The long jail terms that two of the three bloggers received on 24 September were upheld today on appeal. The activist Dieu Cay and the former police officer Ta Phong Tan remain sentenced to 12 and 10 years in prison, respectively, followed by five years of house arrest.
The blogger Anhbasaigon, the only one of the three to plead guilty, had his sentenced reduced from four to three years in prison followed by three years of house arrest.
The months that the three bloggers have spent in detention since their arrest have been difficult. When Dieu Cay was allowed a closely-monitored visit by his son, Nguyen Tri Dung, for just a few minutes on 7 November, he complained of being held in Chi Hoa prison’s AB section, which is normally reserved for those sentenced to death.

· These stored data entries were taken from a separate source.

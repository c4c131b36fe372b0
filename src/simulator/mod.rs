//! Synthetic device producer
//!
//! Load generation for demos and soak tests. Each simulated device runs its
//! own task doing a random walk around a configured origin and submits
//! through [`UpdateIngest`] like any other producer. All tasks stop when the
//! returned [`SimulatorHandle`] is shut down.

pub mod config;

use std::time::Duration;

use rand::rngs::StdRng;
use rand::{Rng, SeedableRng};
use tokio::task::JoinSet;
use tokio_util::sync::CancellationToken;

use crate::broadcast::UpdateIngest;
use crate::location::LocationReport;

pub use config::{Fleet, SimulatorConfig};

/// Spawns simulated devices
#[derive(Debug, Clone)]
pub struct DeviceSimulator {
    ingest: UpdateIngest,
    config: SimulatorConfig,
}

impl DeviceSimulator {
    /// Create a simulator that submits through `ingest`
    pub fn new(ingest: UpdateIngest, config: SimulatorConfig) -> Self {
        Self { ingest, config }
    }

    /// Asset id of the `index`-th (0-based) device of a tenant
    ///
    /// Carries the whole tenant id so fleets never share an asset.
    pub fn asset_id(tenant_id: &str, index: usize) -> String {
        format!("asset-{}-{}", tenant_id, index + 1)
    }

    /// Start one task per device
    pub fn spawn(self) -> SimulatorHandle {
        let token = CancellationToken::new();
        let mut tasks = JoinSet::new();

        for fleet in &self.config.fleets {
            tracing::info!(
                tenant = %fleet.tenant_id,
                devices = fleet.devices,
                "Simulating devices"
            );

            for index in 0..fleet.devices {
                let device = SimulatedDevice::new(
                    Self::asset_id(&fleet.tenant_id, index),
                    fleet.tenant_id.clone(),
                    &self.config,
                );
                tasks.spawn(device.run(self.ingest.clone(), token.clone()));
            }
        }

        SimulatorHandle { token, tasks }
    }
}

/// Running simulator
#[derive(Debug)]
pub struct SimulatorHandle {
    token: CancellationToken,
    tasks: JoinSet<()>,
}

impl SimulatorHandle {
    /// Number of device tasks still running
    pub fn device_count(&self) -> usize {
        self.tasks.len()
    }

    /// Token that stops every device when cancelled
    pub fn cancellation_token(&self) -> CancellationToken {
        self.token.clone()
    }

    /// Stop every device and wait for its task to finish
    pub async fn shutdown(mut self) {
        self.token.cancel();
        while let Some(result) = self.tasks.join_next().await {
            if let Err(e) = result {
                tracing::error!(error = %e, "Simulated device task failed");
            }
        }
        tracing::info!("Device simulator stopped");
    }
}

struct SimulatedDevice {
    asset_id: String,
    tenant_id: String,
    latitude: f64,
    longitude: f64,
    step: f64,
    max_speed: f64,
    min_interval: Duration,
    max_interval: Duration,
    rng: StdRng,
}

impl SimulatedDevice {
    fn new(asset_id: String, tenant_id: String, config: &SimulatorConfig) -> Self {
        let mut rng = StdRng::from_os_rng();
        let (lat, lon) = config.origin;

        Self {
            asset_id,
            tenant_id,
            latitude: lat + (rng.random::<f64>() - 0.5) * config.spread,
            longitude: lon + (rng.random::<f64>() - 0.5) * config.spread,
            step: config.step,
            max_speed: config.max_speed,
            min_interval: config.min_interval,
            max_interval: config.max_interval,
            rng,
        }
    }

    /// Advance one step and build the report for it
    fn next_report(&mut self) -> LocationReport {
        self.latitude = (self.latitude + (self.rng.random::<f64>() - 0.5) * self.step)
            .clamp(-90.0, 90.0);
        self.longitude = (self.longitude + (self.rng.random::<f64>() - 0.5) * self.step)
            .clamp(-180.0, 180.0);

        LocationReport::new(self.asset_id.clone(), self.latitude, self.longitude)
            .tenant(self.tenant_id.clone())
            .speed(self.rng.random::<f64>() * self.max_speed)
            .heading(self.rng.random::<f64>() * 360.0)
            .accuracy(self.rng.random::<f64>() * 20.0 + 5.0)
    }

    fn next_pause(&mut self) -> Duration {
        let min = self.min_interval.as_millis() as u64;
        let max = self.max_interval.as_millis() as u64;
        Duration::from_millis(self.rng.random_range(min..=max))
    }

    async fn run(mut self, ingest: UpdateIngest, token: CancellationToken) {
        tracing::debug!(asset_id = %self.asset_id, "Simulated device started");

        while !token.is_cancelled() {
            let report = self.next_report();
            if let Err(e) = ingest.submit_report(report).await {
                tracing::warn!(asset_id = %self.asset_id, error = %e, "Simulated report rejected");
            }

            let pause = self.next_pause();
            tokio::select! {
                _ = token.cancelled() => break,
                _ = tokio::time::sleep(pause) => {}
            }
        }

        tracing::debug!(asset_id = %self.asset_id, "Simulated device stopped");
    }
}
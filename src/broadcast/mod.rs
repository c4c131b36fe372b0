//! Update ingest and tenant-scoped fan-out
//!
//! Producers hand updates to [`UpdateIngest`], which writes the store and
//! queues the update on a bounded channel without waiting. A single
//! [`Distributor`] drains that channel in order and pushes each update to the
//! subscribers in the [`SubscriberRegistry`] whose scope matches.
//!
//! # Architecture
//!
//! ```text
//!   [Producer]   [Producer]   POST /api/locations
//!        │            │              │
//!        └────────────┼──────────────┘
//!                     ▼
//!              UpdateIngest::submit()
//!                │            │
//!      upsert()  │            │ try_send()  (full ⇒ drop + count)
//!                ▼            ▼
//!        LocationStore   mpsc::channel(queue_capacity)
//!                             │
//!                             ▼
//!                       Distributor (one task, FIFO)
//!                             │ snapshot()
//!                             ▼
//!                    SubscriberRegistry
//!            ┌────────────────┼────────────────┐
//!            ▼                ▼                ▼
//!      [scope = x]       [scope = y]      [scope = *]
//!      try_deliver()     (skipped)        try_deliver()
//!            │                                 │
//!            └──► per-subscriber mpsc ──► WebSocket writer
//! ```
//!
//! # Loss model
//!
//! The store is never skipped. Notifications can be lost in two places: at
//! the pending queue when it is full, and at a subscriber's own buffer when
//! that subscriber falls behind. Both are counted in
//! [`TrackerStats`](crate::stats::TrackerStats). A subscriber whose writer has
//! gone away is removed on the next delivery attempt.

pub mod config;
pub mod distributor;
pub mod ingest;
pub mod notification;
pub mod registry;

pub use config::TrackerConfig;
pub use distributor::Distributor;
pub use ingest::UpdateIngest;
pub use notification::Notification;
pub use registry::{DeliveryError, Subscriber, SubscriberId, SubscriberRegistry, Subscription};
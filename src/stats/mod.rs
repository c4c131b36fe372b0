//! Tracker statistics

pub mod metrics;

pub use metrics::{StatsSnapshot, TrackerStats};
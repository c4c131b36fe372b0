//! # geotrack-rs
//!
//! Real-time location fan-out. Producers report where assets are, the latest
//! position per asset is kept in memory, and every change is pushed to live
//! subscribers whose tenant scope matches.
//!
//! ## Quick start
//!
//! ```no_run
//! use geotrack_rs::{ServerConfig, TrackerServer};
//!
//! #[tokio::main]
//! async fn main() -> geotrack_rs::Result<()> {
//!     let config = ServerConfig::default().simulate_devices(true);
//!     TrackerServer::new(config).run().await
//! }
//! ```
//!
//! ## Embedding without HTTP
//!
//! ```no_run
//! use geotrack_rs::{LocationReport, TenantScope, Tracker, TrackerConfig};
//!
//! # async fn demo() {
//! let (tracker, distributor) = Tracker::new(TrackerConfig::default());
//! let _handle = distributor.spawn();
//!
//! let mut subscription = tracker.subscribe(TenantScope::tenant("acme"));
//! tracker
//!     .submit(LocationReport::new("truck-7", 52.52, 13.40).tenant("acme"))
//!     .await
//!     .unwrap();
//!
//! let update = subscription.receiver.recv().await;
//! # }
//! ```

pub mod broadcast;
pub mod error;
pub mod location;
pub mod server;
pub mod simulator;
pub mod stats;
pub mod store;
pub mod tracker;

pub use broadcast::{Notification, TrackerConfig};
pub use error::{Error, Result};
pub use location::{Location, LocationReport, ReportError, TenantScope};
pub use server::{ServerConfig, TrackerServer};
pub use simulator::{DeviceSimulator, SimulatorConfig};
pub use tracker::{Tracker, TrackerSnapshot};
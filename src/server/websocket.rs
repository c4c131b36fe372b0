//! WebSocket subscriber adapter
//!
//! One connection is one subscriber. The connection is registered before the
//! initial snapshot is read, so an update racing the snapshot is delivered
//! afterwards (possibly twice) rather than lost. Inbound frames are only read
//! to notice the close; their content is ignored.
//!
//! Removal is split in two. When the connection ends for any reason,
//! including a failed socket write in the writer task, the adapter
//! unregisters its own subscriber. The distributor evicts only when it finds
//! the subscriber's channel closed before the adapter got there. Removal is
//! idempotent, so whichever side runs second is a no-op and the eviction
//! counter only counts the distributor's removals.

use std::sync::Arc;

use axum::extract::ws::{Message, WebSocket, WebSocketUpgrade};
use axum::extract::{Query, State};
use axum::response::Response;
use futures_util::stream::SplitSink;
use futures_util::{SinkExt, StreamExt};
use tokio::sync::OwnedSemaphorePermit;

use crate::broadcast::{Notification, SubscriberId};
use crate::location::TenantScope;
use crate::server::error::ApiResult;
use crate::server::handlers::TenantQuery;
use crate::server::state::AppState;
use crate::tracker::Tracker;

/// Upgrade to a live location feed, optionally scoped by `?tenantId=`
pub async fn websocket_handler(
    ws: WebSocketUpgrade,
    State(state): State<AppState>,
    Query(query): Query<TenantQuery>,
) -> ApiResult<Response> {
    let permit = state.admit_subscriber()?;
    let scope = TenantScope::from_param(query.tenant_id.as_deref());

    Ok(ws.on_upgrade(move |socket| handle_socket(socket, state, scope, permit)))
}

/// Unregisters the subscriber however the connection ends
struct Registration {
    tracker: Arc<Tracker>,
    id: SubscriberId,
}

impl Drop for Registration {
    fn drop(&mut self) {
        if self.tracker.unsubscribe(self.id) {
            tracing::debug!(subscriber_id = self.id, "Subscriber disconnected");
        }
    }
}

async fn handle_socket(
    socket: WebSocket,
    state: AppState,
    scope: TenantScope,
    _permit: Option<OwnedSemaphorePermit>,
) {
    let (mut sink, mut stream) = socket.split();

    let mut subscription = state.tracker.subscribe(scope);
    let _registration = Registration {
        tracker: Arc::clone(&state.tracker),
        id: subscription.id,
    };
    let id = subscription.id;

    tracing::debug!(
        subscriber_id = id,
        scope = %subscription.scope,
        "Subscriber connected"
    );

    let snapshot = Notification::InitialLocations {
        locations: state.tracker.locations(&subscription.scope).await,
    };
    if let Err(e) = send(&mut sink, &snapshot).await {
        tracing::debug!(subscriber_id = id, error = %e, "Initial snapshot failed");
        return;
    }

    let mut writer = tokio::spawn(async move {
        while let Some(notification) = subscription.receiver.recv().await {
            if let Err(e) = send(&mut sink, &notification).await {
                tracing::debug!(subscriber_id = id, error = %e, "Write failed");
                break;
            }
        }
        let _ = sink.close().await;
    });

    loop {
        tokio::select! {
            _ = &mut writer => break,
            msg = stream.next() => match msg {
                Some(Ok(Message::Close(_))) | None => break,
                Some(Ok(_)) => {}
                Some(Err(e)) => {
                    tracing::debug!(subscriber_id = id, error = %e, "Read failed");
                    break;
                }
            },
        }
    }

    writer.abort();
}

async fn send(
    sink: &mut SplitSink<WebSocket, Message>,
    notification: &Notification,
) -> anyhow::Result<()> {
    let text = notification.to_json()?;
    sink.send(Message::Text(text.into())).await?;
    Ok(())
}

Ta Phong Tan, creator of the “Justice and Truth” blog, has paid a particularly high price for her commitment. Her mother took her own life last July by setting fire to herself outside the headquarters of the People’s Committee in Bac Lieu.
Anhbasaigon’s wife, Nguyen Thi Lien, told Reporters Without Borders in a phone call that he was suffering from frequent headaches, insomnia and high blood pressure, and that he was completely crushed by the length of his sentence.
An appeal court yesterday upheld the four-year jail sentence that Hoang Khuong, a journalist with the daily Tuoi Tre, received for arranging for a police officer to be offered a bribe in the course of investigating a corruption story. Detained since January, Khuong specialized in covering corruption cases.
“What Khuong did in order to obtain irrefutable proof of Vietnamese police corruption, which he reported in his article, cannot be treated as attempted corruption,” Reporters Without Borders said. “We urge the justice system to reverse its rejection of his appeal request and to release him on the grounds that his work was in the general interest.”
“Corruption” and “tax fraud” charges are often brought against Vietnamese journalists and bloggers. It was allegations of tax fraud that were used to arrest the blogger Le Quoc Quan and, in April 2008, Dieu Cay.
Several bloggers were arrested during today’s appeal hearing and Tan’s sister, Ta Minh Tu, was not allowed into the court.
Vietnam has long been on the Reporters Without Borders list of “Enemies of the Internet” and now it is the world’s third biggest prison for bloggers and cyber-dissidents, after China and Iran.